Records for this task:
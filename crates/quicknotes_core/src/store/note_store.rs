//! Note Store: durable CRUD over the `notes` table plus the live feed.

use crate::db::open_db;
use crate::model::note::{Note, NoteId};
use crate::repo::note_repo::{NoteRepository, SqliteNoteRepository, StoreResult};
use crate::store::feed::NoteFeed;
use crate::store::prefs_store::PreferenceStore;
use crate::store::{run_blocking, DbHandle};
use log::{error, info};
use parking_lot::Mutex;
use rusqlite::Connection;
use std::path::PathBuf;
use std::sync::Arc;
use std::time::Instant;
use tokio::sync::watch;

/// Single source of truth for persisted notes.
///
/// Cloning is cheap; clones share the connection and the feed.
#[derive(Clone)]
pub struct NoteStore {
    conn: DbHandle,
    feed: Arc<watch::Sender<Vec<Note>>>,
}

impl NoteStore {
    /// Wraps a migrated connection and loads the initial snapshot.
    ///
    /// Runs on the calling thread; prefer [`NoteStore::open`] from async code.
    pub fn from_connection(conn: Connection) -> StoreResult<Self> {
        let initial = SqliteNoteRepository::try_new(&conn)?.list_notes()?;
        let (tx, _rx) = watch::channel(initial);
        Ok(Self {
            conn: Arc::new(Mutex::new(conn)),
            feed: Arc::new(tx),
        })
    }

    /// Opens (and creates if needed) the database file on a blocking worker.
    pub async fn open(path: impl Into<PathBuf>) -> StoreResult<Self> {
        let path = path.into();
        run_blocking(move || Self::from_connection(open_db(&path)?)).await
    }

    /// Inserts `note`, or replaces the row with the same id.
    pub async fn insert_or_replace(&self, note: Note) -> StoreResult<()> {
        let id = note.id;
        self.write("note_upsert", id, move |repo| repo.upsert_note(&note))
            .await
    }

    /// Deletes the row for `note.id`. A missing row is a successful no-op.
    pub async fn delete(&self, note: &Note) -> StoreResult<()> {
        self.delete_by_id(note.id).await
    }

    pub async fn delete_by_id(&self, id: NoteId) -> StoreResult<()> {
        let removed = self
            .write("note_delete", id, move |repo| repo.delete_note(id))
            .await?;
        if !removed {
            info!("event=note_delete module=store status=noop note_id={id}");
        }
        Ok(())
    }

    /// Looks up one note; `Ok(None)` when the id is unknown.
    pub async fn get_by_id(&self, id: NoteId) -> StoreResult<Option<Note>> {
        let conn = Arc::clone(&self.conn);
        run_blocking(move || {
            let conn = conn.lock();
            SqliteNoteRepository::new(&conn).get_note(id)
        })
        .await
    }

    /// Reads the ordered collection once, straight from storage.
    pub async fn list_all(&self) -> StoreResult<Vec<Note>> {
        let conn = Arc::clone(&self.conn);
        run_blocking(move || {
            let conn = conn.lock();
            SqliteNoteRepository::new(&conn).list_notes()
        })
        .await
    }

    /// Subscribes to the ordered collection, most recent first.
    pub fn observe_all(&self) -> NoteFeed {
        NoteFeed::new(self.feed.subscribe())
    }

    /// Latest published snapshot.
    pub fn snapshot(&self) -> Vec<Note> {
        self.feed.borrow().clone()
    }

    /// Preference store sharing this store's connection.
    pub fn preferences(&self) -> PreferenceStore {
        PreferenceStore::new(Arc::clone(&self.conn))
    }

    async fn write<T, F>(&self, event: &'static str, id: NoteId, op: F) -> StoreResult<T>
    where
        F: FnOnce(&SqliteNoteRepository<'_>) -> StoreResult<T> + Send + 'static,
        T: Send + 'static,
    {
        let conn = Arc::clone(&self.conn);
        let feed = Arc::clone(&self.feed);
        run_blocking(move || {
            let started_at = Instant::now();
            let conn = conn.lock();
            match write_and_reload(&conn, op) {
                Ok((value, snapshot)) => {
                    let count = snapshot.len();
                    feed.send_replace(snapshot);
                    info!(
                        "event={event} module=store status=ok note_id={id} note_count={count} duration_ms={}",
                        started_at.elapsed().as_millis()
                    );
                    Ok(value)
                }
                Err(err) => {
                    error!(
                        "event={event} module=store status=error note_id={id} duration_ms={} error={err}",
                        started_at.elapsed().as_millis()
                    );
                    Err(err)
                }
            }
        })
        .await
    }
}

/// Applies `op` and reloads the snapshot in one transaction.
///
/// Nothing is committed unless both steps succeed, so a failed write leaves
/// storage and the published snapshot at the last good state.
fn write_and_reload<T>(
    conn: &Connection,
    op: impl FnOnce(&SqliteNoteRepository<'_>) -> StoreResult<T>,
) -> StoreResult<(T, Vec<Note>)> {
    let tx = conn.unchecked_transaction()?;
    let repo = SqliteNoteRepository::new(&tx);
    let value = op(&repo)?;
    let snapshot = repo.list_notes()?;
    tx.commit()?;
    Ok((value, snapshot))
}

Task objective: Out of the material above, select every line that holds the string "count".

Solution below:
                    let count = snapshot.len();
                        "event={event} module=store status=ok note_id={id} note_count={count} duration_ms={}",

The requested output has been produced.